--- Given entries Enclosed Below ---

#[cfg(test)]
mod tests {
    use super::*;
    use crate::time::Msf;
    use std::fs;
    use tempfile::TempDir;

    fn sheet() -> CueSheet {
        CueSheet::parse(
            r#"PERFORMER "Artist"
TITLE "Album"
REM DATE 2001
FILE "image.wav" WAVE
  TRACK 01 AUDIO
    TITLE "One"
    INDEX 01 00:00:00
  TRACK 02 AUDIO
    TITLE "Two/Three"
    PERFORMER "Guest"
    INDEX 01 02:30:37
  TRACK 03 AUDIO
    INDEX 01 05:00:00
"#,
        )
        .unwrap()
    }

    fn setup(format: OutputFormat) -> (TempDir, SplitOptions) {
        let temp_dir = TempDir::new().expect("Failed to create temp dir");
        fs::write(temp_dir.path().join("image.wav"), b"RIFF").unwrap();
        let mut options = SplitOptions::new(temp_dir.path().join("album.cue"));
        options.output_dir = temp_dir.path().join("out");
        options.format = format;
        (temp_dir, options)
    }

    fn metadata_values(args: &[String]) -> Vec<&str> {
        args.windows(2)
            .filter(|w| w[0] == "-metadata")
            .map(|w| w[1].as_str())
            .collect()
    }

    #[test]
    fn test_applied_track_number() {
        assert_eq!(applied_track_number(3, 0).unwrap(), 3);
        assert_eq!(applied_track_number(3, 1).unwrap(), 4);
        assert_eq!(applied_track_number(3, -2).unwrap(), 1);
        assert!(matches!(
            applied_track_number(3, -3),
            Err(PlanError::InvalidOffset { track: 3, offset: -3 })
        ));
        assert!(applied_track_number(u32::MAX, 1).is_err());
        assert!(applied_track_number(1, i64::MAX).is_err());
    }

    #[test]
    fn test_offset_below_one_fails_the_plan() {
        let (_temp_dir, mut options) = setup(OutputFormat::Flac);
        options.no_metadata = true;
        options.track_offset = -2;

        let result = build_plan(&sheet(), &options);
        assert!(matches!(
            result,
            Err(PlanError::InvalidOffset { track: 1, offset: -2 })
        ));
    }

    #[test]
    fn test_duplicate_output_paths_are_rejected() {
        let (_temp_dir, mut options) = setup(OutputFormat::Flac);
        options.no_metadata = true;
        let sheet = CueSheet::parse(
            "FILE \"image.wav\" WAVE\nTRACK 01 AUDIO\nINDEX 01 00:00:00\nTRACK 01 AUDIO\nINDEX 01 01:00:00\n",
        )
        .unwrap();

        let result = build_plan(&sheet, &options);
        match result {
            Err(PlanError::DuplicateOutput { track, path }) => {
                assert_eq!(track, 1);
                assert_eq!(path, options.output_dir.join("image_01.flac"));
            }
            other => panic!("expected DuplicateOutput, got {:?}", other),
        }
    }

    #[cfg(unix)]
    #[test]
    fn test_non_utf8_output_dir_is_rejected() {
        use std::ffi::OsStr;
        use std::os::unix::ffi::OsStrExt;

        let (temp_dir, mut options) = setup(OutputFormat::Flac);
        options.output_dir = temp_dir.path().join(OsStr::from_bytes(b"out\xff"));

        let result = build_plan(&sheet(), &options);
        assert!(matches!(result, Err(PlanError::NonUtf8Path { track: 1, .. })));
    }

    #[test]
    fn test_wav_plan_defers_tags() {
        let (temp_dir, options) = setup(OutputFormat::Wav);
        let jobs = build_plan(&sheet(), &options).unwrap();

        assert_eq!(jobs.len(), 3);
        let first = &jobs[0];
        assert_eq!(first.input_path, temp_dir.path().join("image.wav"));
        assert_eq!(first.output_path, options.output_dir.join("01 - One.wav"));
        assert!(first.requires_deferred_tag);
        assert_eq!(
            first.tag_payload,
            Some(TagSet {
                title: Some("One".to_string()),
                artist: Some("Artist".to_string()),
                album: Some("Album".to_string()),
                track_number: 1,
                disc_number: None,
            })
        );
        assert!(metadata_values(&first.encoder_args).is_empty());
        assert_eq!(first.encoder_args[0], "-i");
        assert_eq!(first.encoder_args[2..7], ["-n", "-c", "copy", "-f", "wav"]);

        // Track 02 has its own PERFORMER; the WAV tags still use the album's
        let second = jobs[1].tag_payload.as_ref().unwrap();
        assert_eq!(second.artist.as_deref(), Some("Artist"));
    }

    #[test]
    fn test_time_range_arguments() {
        let (_temp_dir, options) = setup(OutputFormat::Flac);
        let jobs = build_plan(&sheet(), &options).unwrap();

        assert_eq!(jobs[1].start_seconds, 150.49);
        assert_eq!(jobs[1].duration_seconds, Some(Msf::new(2, 29, 38).as_seconds()));
        let args = &jobs[1].encoder_args;
        let ss = args.iter().position(|a| a == "-ss").unwrap();
        assert_eq!(args[ss + 1], "150.49");
        assert_eq!(args[ss + 2], "-t");
        assert_eq!(args[ss + 3], "149.51");

        // Last track runs to the end of the image
        assert!(!jobs[2].encoder_args.contains(&"-t".to_string()));
        assert_eq!(jobs[2].duration_seconds, None);
    }

    #[test]
    fn test_inline_metadata_for_flac() {
        let (_temp_dir, mut options) = setup(OutputFormat::Flac);
        options.disc_number = Some(2);
        let jobs = build_plan(&sheet(), &options).unwrap();

        let second = &jobs[1];
        assert!(!second.requires_deferred_tag);
        assert!(second.tag_payload.is_none());
        assert_eq!(
            metadata_values(&second.encoder_args),
            vec![
                "album_artist=Artist",
                "album=Album",
                "date=2001",
                "title=Two/Three",
                "artist=Guest",
                "track=2",
                "disc=2",
            ]
        );
        assert_eq!(
            second.output_path,
            options.output_dir.join("02 - Two_Three.flac")
        );
        assert_eq!(second.encoder_args.last().unwrap(), &second.output_path.to_string_lossy());
    }

    #[test]
    fn test_no_metadata_naming() {
        let (_temp_dir, mut options) = setup(OutputFormat::Wav);
        options.no_metadata = true;
        options.overwrite = true;
        let jobs = build_plan(&sheet(), &options).unwrap();

        assert_eq!(jobs[2].output_path, options.output_dir.join("image_03.wav"));
        assert!(jobs.iter().all(|j| !j.requires_deferred_tag));
        assert!(jobs[0].encoder_args.contains(&"-y".to_string()));
    }

    #[test]
    fn test_untitled_track_is_unknown() {
        let (_temp_dir, options) = setup(OutputFormat::Mp3);
        let jobs = build_plan(&sheet(), &options).unwrap();
        assert_eq!(jobs[2].output_path, options.output_dir.join("03 - Unknown.mp3"));
    }

    #[test]
    fn test_offset_applies_to_names_and_tags() {
        let (_temp_dir, mut options) = setup(OutputFormat::Wav);
        options.track_offset = 1;
        let jobs = build_plan(&sheet(), &options).unwrap();

        let numbers: Vec<u32> = jobs.iter().map(|j| j.track_number).collect();
        assert_eq!(numbers, vec![2, 3, 4]);
        let tagged: Vec<u32> = jobs
            .iter()
            .map(|j| j.tag_payload.as_ref().unwrap().track_number)
            .collect();
        assert_eq!(tagged, vec![2, 3, 4]);
        assert_eq!(jobs[0].output_path, options.output_dir.join("02 - One.wav"));
    }

    #[test]
    fn test_shared_audio_file_takes_precedence() {
        let (temp_dir, mut options) = setup(OutputFormat::Flac);
        let shared = temp_dir.path().join("other.flac");
        fs::write(&shared, b"fLaC").unwrap();
        options.audio_file = Some(shared.clone());

        let jobs = build_plan(&sheet(), &options).unwrap();
        assert!(jobs.iter().all(|j| j.input_path == shared));
    }

    #[test]
    fn test_missing_source_file() {
        let (temp_dir, options) = setup(OutputFormat::Flac);
        fs::remove_file(temp_dir.path().join("image.wav")).unwrap();
        let result = build_plan(&sheet(), &options);
        assert!(matches!(result, Err(PlanError::SourceNotFound { track: 1, .. })));
    }

    #[test]
    fn test_missing_timing() {
        let (_temp_dir, options) = setup(OutputFormat::Flac);
        let sheet = CueSheet::parse("FILE image.wav WAVE\nTRACK 01 AUDIO\n").unwrap();
        let result = build_plan(&sheet, &options);
        assert!(matches!(result, Err(PlanError::MissingTiming { track: 1 })));
    }

    #[test]
    fn test_track_without_file() {
        let (_temp_dir, options) = setup(OutputFormat::Flac);
        let sheet = CueSheet::parse("TRACK 01 AUDIO\nINDEX 01 00:00:00\n").unwrap();
        let result = build_plan(&sheet, &options);
        assert!(matches!(result, Err(PlanError::MissingSource { track: 1 })));
    }

    #[test]
    fn test_tag_set_info_fields() {
        let tags = TagSet {
            title: Some("T".to_string()),
            artist: None,
            album: Some(String::new()),
            track_number: 7,
            disc_number: Some(1),
        };
        let ids: Vec<[u8; 4]> = tags.info_fields().iter().map(|f| f.id).collect();
        assert_eq!(ids, vec![INFO_TITLE, INFO_TRACK, INFO_DISC]);
    }
}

--- End of Enclosed Given entries ---

- Instructions for the task
In the entries above, find each line with "numbers" and copy it.

- Task response
        let numbers: Vec<u32> = jobs.iter().map(|j| j.track_number).collect();
        assert_eq!(numbers, vec![2, 3, 4]);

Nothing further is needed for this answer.